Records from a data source
=-=-=-=-=

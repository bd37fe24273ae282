//! Shared fixtures for `compound_config` integration tests.

#![allow(
    dead_code,
    missing_docs,
    reason = "each test binary uses a different subset of the fixtures"
)]

use compound_config::prelude::*;

/// An RGB color.
#[derive(Debug, Clone, Copy, Default, PartialEq, Eq)]
pub struct Color {
    pub r: u8,
    pub g: u8,
    pub b: u8,
}

/// Parses `#RRGGBB` strings into [`Color`].
#[derive(Default)]
pub struct HexColor;

impl Resolver for HexColor {
    type Input = String;
    type Output = Color;

    fn apply(&self, input: String) -> Result<Color, ResolveError> {
        let hex = input
            .strip_prefix('#')
            .filter(|hex| hex.len() == 6 && hex.is_ascii())
            .ok_or_else(|| ResolveError::rejected(format!("'{input}' is not #RRGGBB")))?;
        let channel = |at: usize| {
            u8::from_str_radix(&hex[at..at + 2], 16)
                .map_err(|err| ResolveError::rejected(format!("'{input}': {err}")))
        };
        Ok(Color {
            r: channel(0)?,
            g: channel(2)?,
            b: channel(4)?,
        })
    }
}

/// A resolver that always panics.
#[derive(Default)]
pub struct Exploding;

impl Resolver for Exploding {
    type Input = String;
    type Output = Color;

    fn apply(&self, _input: String) -> Result<Color, ResolveError> {
        panic!("boom");
    }
}

/// Returns a binder over a single document stored at `path`.
pub fn binder_with(path: &str, document: ConfigDocument) -> Binder {
    Binder::new(MemoryStore::new().with_document(path, document))
}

=-=-=-=-=

* Work request *
Show every line from the entries that includes the word "HexColor".

* Completed exercise *
pub struct HexColor;
impl Resolver for HexColor {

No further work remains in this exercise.